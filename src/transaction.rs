use std::str::FromStr;

use chrono::{DateTime, Utc};
use rust_decimal::Decimal;
use serde::{Deserialize, Serialize};
use thiserror::Error;
use uuid::Uuid;

pub type AccountId = Uuid;
pub type CustomerId = Uuid;
pub type TransactionId = Uuid;

#[derive(Debug, Clone, Copy, PartialEq, Eq, Serialize, Deserialize)]
#[serde(rename_all = "lowercase")]
pub enum TransactionKind {
    Debit,
    Credit,
    Transfer,
}

#[derive(Debug, Error)]
#[error("unknown transaction type: {0}")]
pub struct UnknownTransactionType(pub String);

impl FromStr for TransactionKind {
    type Err = UnknownTransactionType;

    fn from_str(s: &str) -> Result<Self, Self::Err> {
        match s {
            "debit" => Ok(Self::Debit),
            "credit" => Ok(Self::Credit),
            "transfer" => Ok(Self::Transfer),
            other => Err(UnknownTransactionType(other.to_string())),
        }
    }
}

/// A balance-affecting request, already schema-validated by the caller:
/// the amount is positive and the note, when present, is at most 1000 chars.
/// `destination_account_id` is only meaningful for transfers.
#[derive(Debug, Clone, Deserialize)]
pub struct TransactionRequest {
    #[serde(rename = "type")]
    pub kind: TransactionKind,
    pub amount: Decimal,
    pub account_id: AccountId,
    pub destination_account_id: Option<AccountId>,
    pub note: Option<String>,
}

/// A committed transaction. Once journaled it is a fact: the record is never
/// updated or deleted, and id + date are assigned by the journal at commit.
#[derive(Debug, Clone, PartialEq, Serialize)]
pub struct Transaction {
    pub id: TransactionId,
    pub date: DateTime<Utc>,
    #[serde(rename = "type")]
    pub kind: TransactionKind,
    pub amount: Decimal,
    pub account_id: AccountId,
    pub destination_account_id: Option<AccountId>,
    pub note: Option<String>,
}
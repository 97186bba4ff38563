use thiserror::Error;

use crate::journal::JournalError;
use crate::ledger::LedgerError;
use crate::transaction::{AccountId, Transaction, TransactionRequest, UnknownTransactionType};

pub mod in_memory_processor;

/// Smallest transfer the bank accepts, in currency minor units.
pub const MIN_TRANSFER_AMOUNT: i64 = 10_000;

#[derive(Debug, Error)]
pub enum TransactionProcessError {
    #[error("account not found: {0}")]
    AccountNotFound(AccountId),
    #[error("destination account not found")]
    DestinationNotFound,
    #[error("insufficient funds")]
    InsufficientFunds,
    #[error("minimum transfer amount is {MIN_TRANSFER_AMOUNT}")]
    BelowMinimumTransfer,
    #[error("source and destination account must differ")]
    SameAccountTransfer,
    #[error(transparent)]
    UnknownTransactionType(#[from] UnknownTransactionType),
    #[error(transparent)]
    JournalErr(#[from] JournalError),
    /// A fault in the storage backend itself. The failed attempt had no
    /// partial effect, so this is the only class a caller may retry.
    #[error("storage failure: {0}")]
    StorageFailure(String),
}

impl TransactionProcessError {
    /// Business-rule rejections are definitive answers, not technical
    /// failures; callers report them and move on instead of retrying.
    pub fn is_rejection(&self) -> bool {
        !matches!(self, Self::StorageFailure(_))
    }
}

impl From<LedgerError> for TransactionProcessError {
    fn from(err: LedgerError) -> Self {
        match err {
            LedgerError::NotFound(id) => Self::AccountNotFound(id),
            LedgerError::InsufficientFunds => Self::InsufficientFunds,
        }
    }
}

/// Validates and commits balance-affecting transactions.
///
/// Implementations must be safe for concurrent callers and must commit the
/// journal record and the balance effect as one unit: a result is either a
/// fully applied transaction or an error with no observable effect.
///
/// NOTE: The in-memory backend is the only implementation today, but the
/// trait is the integration point for swapping in a database-backed one.
pub trait TransactionProcessor {
    fn process(&self, request: TransactionRequest) -> Result<Transaction, TransactionProcessError>;

    fn transactions_for_account(
        &self,
        account_id: AccountId,
    ) -> Result<Vec<Transaction>, TransactionProcessError>;

    fn all_transactions(&self) -> Result<Vec<Transaction>, TransactionProcessError>;
}
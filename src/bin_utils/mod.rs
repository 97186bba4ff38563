//! This module could be a separate crate on its own, to bootstrap
//! [`banking_ledger`](crate) within a binary, but for simplicity purposes
//! it lives directly in the library.

use std::io::{Read, Write};

use anyhow::Result;
use thiserror::Error;

use crate::processor::{
    TransactionProcessError, TransactionProcessor,
    in_memory_processor::InMemoryTransactionProcessor,
};
use crate::transaction::UnknownTransactionType;
use csv_parser::{CsvRequestParser, read_accounts};
use csv_printer::{AccountBalance, print_accounts};
pub mod csv_parser;
pub mod csv_printer;

/// What can go wrong with one batch line: the row fails the request schema
/// here, or the processor rejects the transaction.
#[derive(Debug, Error)]
pub enum BatchError {
    /// The schema rule the request boundary owns: amounts are positive.
    #[error("amount must be greater than zero")]
    NonPositiveAmount,
    #[error(transparent)]
    Process(#[from] TransactionProcessError),
}

impl BatchError {
    /// See [`TransactionProcessError::is_rejection`]; schema violations are
    /// rejections too.
    pub fn is_rejection(&self) -> bool {
        match self {
            Self::NonPositiveAmount => true,
            Self::Process(err) => err.is_rejection(),
        }
    }
}

impl From<UnknownTransactionType> for BatchError {
    fn from(err: UnknownTransactionType) -> Self {
        Self::Process(err.into())
    }
}

/// Batch runner: seeds accounts from one CSV, replays transaction requests
/// from another, reports per-line rejections through `error_printer` and
/// prints the final account state to `output`.
pub struct Service<'w, A, T, W: 'w> {
    pub accounts: A,
    pub transactions: T,
    pub output: &'w mut W,
    pub error_printer: Box<dyn FnMut(u64, BatchError)>,
}

impl<'w, A, T, W> Service<'w, A, T, W>
where
    A: Read,
    T: Read,
    W: Write + 'w,
{
    pub fn run(mut self) -> Result<()> {
        let accounts = read_accounts(self.accounts)?;
        let processor = InMemoryTransactionProcessor::with_accounts(accounts);

        for (line, row) in CsvRequestParser::new(self.transactions) {
            let result = row
                .into_request()
                .and_then(|request| processor.process(request).map_err(BatchError::from));
            if let Err(err) = result {
                (self.error_printer)(line, err);
            }
        }

        // sorted so the report is stable across runs
        let mut accounts = processor.accounts()?;
        accounts.sort_by_key(|acc| acc.id);

        print_accounts(
            self.output,
            accounts.into_iter().map(|acc| AccountBalance {
                id: acc.id,
                customer_id: acc.customer_id,
                balance: acc.balance(),
                currency: acc.currency,
                status: acc.status,
            }),
        )
    }
}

---

» REQUIRED ACTION
This exercise calls for an exact reproduction of the material.

» RESPONSE BOX
filename src/transaction.rs
use std::str::FromStr;

use chrono::{DateTime, Utc};
use rust_decimal::Decimal;
use serde::{Deserialize, Serialize};
use thiserror::Error;
use uuid::Uuid;

pub type AccountId = Uuid;
pub type CustomerId = Uuid;
pub type TransactionId = Uuid;

#[derive(Debug, Clone, Copy, PartialEq, Eq, Serialize, Deserialize)]
#[serde(rename_all = "lowercase")]
pub enum TransactionKind {
    Debit,
    Credit,
    Transfer,
}

#[derive(Debug, Error)]
#[error("unknown transaction type: {0}")]
pub struct UnknownTransactionType(pub String);

impl FromStr for TransactionKind {
    type Err = UnknownTransactionType;

    fn from_str(s: &str) -> Result<Self, Self::Err> {
        match s {
            "debit" => Ok(Self::Debit),
            "credit" => Ok(Self::Credit),
            "transfer" => Ok(Self::Transfer),
            other => Err(UnknownTransactionType(other.to_string())),
        }
    }
}

/// A balance-affecting request, already schema-validated by the caller:
/// the amount is positive and the note, when present, is at most 1000 chars.
/// `destination_account_id` is only meaningful for transfers.
#[derive(Debug, Clone, Deserialize)]
pub struct TransactionRequest {
    #[serde(rename = "type")]
    pub kind: TransactionKind,
    pub amount: Decimal,
    pub account_id: AccountId,
    pub destination_account_id: Option<AccountId>,
    pub note: Option<String>,
}

/// A committed transaction. Once journaled it is a fact: the record is never
/// updated or deleted, and id + date are assigned by the journal at commit.
#[derive(Debug, Clone, PartialEq, Serialize)]
pub struct Transaction {
    pub id: TransactionId,
    pub date: DateTime<Utc>,
    #[serde(rename = "type")]
    pub kind: TransactionKind,
    pub amount: Decimal,
    pub account_id: AccountId,
    pub destination_account_id: Option<AccountId>,
    pub note: Option<String>,
}
repository 97186bba4ff38563
use thiserror::Error;

use crate::journal::JournalError;
use crate::ledger::LedgerError;
use crate::transaction::{AccountId, Transaction, TransactionRequest, UnknownTransactionType};

pub mod in_memory_processor;

/// Smallest transfer the bank accepts, in currency minor units.
pub const MIN_TRANSFER_AMOUNT: i64 = 10_000;

#[derive(Debug, Error)]
pub enum TransactionProcessError {
    #[error("account not found: {0}")]
    AccountNotFound(AccountId),
    #[error("destination account not found")]
    DestinationNotFound,
    #[error("insufficient funds")]
    InsufficientFunds,
    #[error("minimum transfer amount is {MIN_TRANSFER_AMOUNT}")]
    BelowMinimumTransfer,
    #[error("source and destination account must differ")]
    SameAccountTransfer,
    #[error(transparent)]
    UnknownTransactionType(#[from] UnknownTransactionType),
    #[error(transparent)]
    JournalErr(#[from] JournalError),
    /// A fault in the storage backend itself. The failed attempt had no
    /// partial effect, so this is the only class a caller may retry.
    #[error("storage failure: {0}")]
    StorageFailure(String),
}

impl TransactionProcessError {
    /// Business-rule rejections are definitive answers, not technical
    /// failures; callers report them and move on instead of retrying.
    pub fn is_rejection(&self) -> bool {
        !matches!(self, Self::StorageFailure(_))
    }
}

impl From<LedgerError> for TransactionProcessError {
    fn from(err: LedgerError) -> Self {
        match err {
            LedgerError::NotFound(id) => Self::AccountNotFound(id),
            LedgerError::InsufficientFunds => Self::InsufficientFunds,
        }
    }
}

/// Validates and commits balance-affecting transactions.
///
/// Implementations must be safe for concurrent callers and must commit the
/// journal record and the balance effect as one unit: a result is either a
/// fully applied transaction or an error with no observable effect.
///
/// NOTE: The in-memory backend is the only implementation today, but the
/// trait is the integration point for swapping in a database-backed one.
pub trait TransactionProcessor {
    fn process(&self, request: TransactionRequest) -> Result<Transaction, TransactionProcessError>;

    fn transactions_for_account(
        &self,
        account_id: AccountId,
    ) -> Result<Vec<Transaction>, TransactionProcessError>;

    fn all_transactions(&self) -> Result<Vec<Transaction>, TransactionProcessError>;
}
filename src/bin_utils/mod.rs
repository 97186bba4ff38563
//! This module could be a separate crate on its own, to bootstrap
//! [`banking_ledger`](crate) within a binary, but for simplicity purposes
//! it lives directly in the library.

use std::io::{Read, Write};

use anyhow::Result;
use thiserror::Error;

use crate::processor::{
    TransactionProcessError, TransactionProcessor,
    in_memory_processor::InMemoryTransactionProcessor,
};
use crate::transaction::UnknownTransactionType;
use csv_parser::{CsvRequestParser, read_accounts};
use csv_printer::{AccountBalance, print_accounts};
pub mod csv_parser;
pub mod csv_printer;

/// What can go wrong with one batch line: the row fails the request schema
/// here, or the processor rejects the transaction.
#[derive(Debug, Error)]
pub enum BatchError {
    /// The schema rule the request boundary owns: amounts are positive.
    #[error("amount must be greater than zero")]
    NonPositiveAmount,
    #[error(transparent)]
    Process(#[from] TransactionProcessError),
}

impl BatchError {
    /// See [`TransactionProcessError::is_rejection`]; schema violations are
    /// rejections too.
    pub fn is_rejection(&self) -> bool {
        match self {
            Self::NonPositiveAmount => true,
            Self::Process(err) => err.is_rejection(),
        }
    }
}

impl From<UnknownTransactionType> for BatchError {
    fn from(err: UnknownTransactionType) -> Self {
        Self::Process(err.into())
    }
}

/// Batch runner: seeds accounts from one CSV, replays transaction requests
/// from another, reports per-line rejections through `error_printer` and
/// prints the final account state to `output`.
pub struct Service<'w, A, T, W: 'w> {
    pub accounts: A,
    pub transactions: T,
    pub output: &'w mut W,
    pub error_printer: Box<dyn FnMut(u64, BatchError)>,
}

impl<'w, A, T, W> Service<'w, A, T, W>
where
    A: Read,
    T: Read,
    W: Write + 'w,
{
    pub fn run(mut self) -> Result<()> {
        let accounts = read_accounts(self.accounts)?;
        let processor = InMemoryTransactionProcessor::with_accounts(accounts);

        for (line, row) in CsvRequestParser::new(self.transactions) {
            let result = row
                .into_request()
                .and_then(|request| processor.process(request).map_err(BatchError::from));
            if let Err(err) = result {
                (self.error_printer)(line, err);
            }
        }

        // sorted so the report is stable across runs
        let mut accounts = processor.accounts()?;
        accounts.sort_by_key(|acc| acc.id);

        print_accounts(
            self.output,
            accounts.into_iter().map(|acc| AccountBalance {
                id: acc.id,
                customer_id: acc.customer_id,
                balance: acc.balance(),
                currency: acc.currency,
                status: acc.status,
            }),
        )
    }
}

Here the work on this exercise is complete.